When I was in elementary school, a group of boys in my class liked to pick on me. Sometimes they got really mean, and it bothered me, so I told on them. The teacher I talked to told me that they were “just being boys,” and that they were probably doing it “because they like you!”
When I was a freshman in college, I went to a church on Father’s Day that preached a message about how to raise your sons. The pastor stated that there was something wrong with any boy who plays with Barbie dolls. Not only did he demand that parents discourage their sons from playing with these “girly toys,” he told parents to encourage their sons to steal their sisters’ Barbies and light them on fire, because that’s what “real boys” do.
I’m sure these scenarios don’t shock you too much. You’ve probably heard similar things, and maybe didn’t think twice about them, because these ideas about gender are so ingrained in our culture.
But when we teach boys that being a “real boy” means destroying a girl’s property (especially when that property is the image of a woman), we are teaching them that being cruel to women is what real men do. We’re teaching them that real men hate “girly things” to the point where they destroy them. We’re teaching them that real men have the right to do whatever they want to a woman’s property. We’re teaching them that real men find pleasure in destroying an image of a female body.

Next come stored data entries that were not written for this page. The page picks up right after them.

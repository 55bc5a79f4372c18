use sea_orm::entity::prelude::*;

use crate::{
    policy::{Activatable, Identified, Scoped, SoftDeletable},
    query::Listable,
};

#[derive(Clone, Debug, PartialEq, Eq, DeriveEntityModel)]
#[sea_orm(table_name = "projects")]
pub struct Model {
    #[sea_orm(primary_key)]
    pub id: i64,
    pub uuid: Uuid,
    pub workspace_id: i64,
    pub team_id: Option<i64>,
    pub name: String,
    pub description: Option<String>,
    pub is_active: bool,
    pub is_deleted: bool,
    pub created_at: DateTimeUtc,
    pub updated_at: DateTimeUtc,
}

#[derive(Copy, Clone, Debug, EnumIter, DeriveRelation)]
pub enum Relation {}

impl ActiveModelBehavior for ActiveModel {}

impl Identified for Entity {
    const NAME: &'static str = "project";

    fn id_column() -> Column {
        Column::Id
    }

    fn uuid_column() -> Column {
        Column::Uuid
    }
}

impl Scoped for Entity {
    fn workspace_column() -> Column {
        Column::WorkspaceId
    }
}

impl SoftDeletable for Entity {
    fn deleted_column() -> Column {
        Column::IsDeleted
    }

    fn updated_at_column() -> Column {
        Column::UpdatedAt
    }
}

impl Activatable for Entity {
    fn active_column() -> Column {
        Column::IsActive
    }
}

impl Listable for Entity {
    fn search_columns() -> &'static [Column] {
        &[Column::Name, Column::Description]
    }

    fn sortable_columns() -> &'static [Column] {
        &[
            Column::Name,
            Column::IsActive,
            Column::CreatedAt,
            Column::UpdatedAt,
        ]
    }

    fn created_at_column() -> Column {
        Column::CreatedAt
    }
}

And we’re teaching girls that this behavior is desirable. When we dismiss a girl’s concerns with how she is being treated by boys by saying, “oh that’s what boys do,” we’re teaching her that cruel behavior is normal and to be expected. We’re teaching her that her feelings are not as important as protecting the spirit of “boyhood.” When we tell her that “he probably just likes you,” we’re telling her that cruel behavior is not only normal, but a sign of attraction. We’re teaching her that abuse equals attraction. We’re teaching her to expect cruel treatment from any future men.
About 3 women will die from domestic abuse in the United States EVERY DAY.
Boys aren’t born knowing how to hurt and abuse women. They learn.
Girls aren’t born thinking that they deserve to be treated with cruelty by people who claim to love them. They learn.
What are we teaching our kids?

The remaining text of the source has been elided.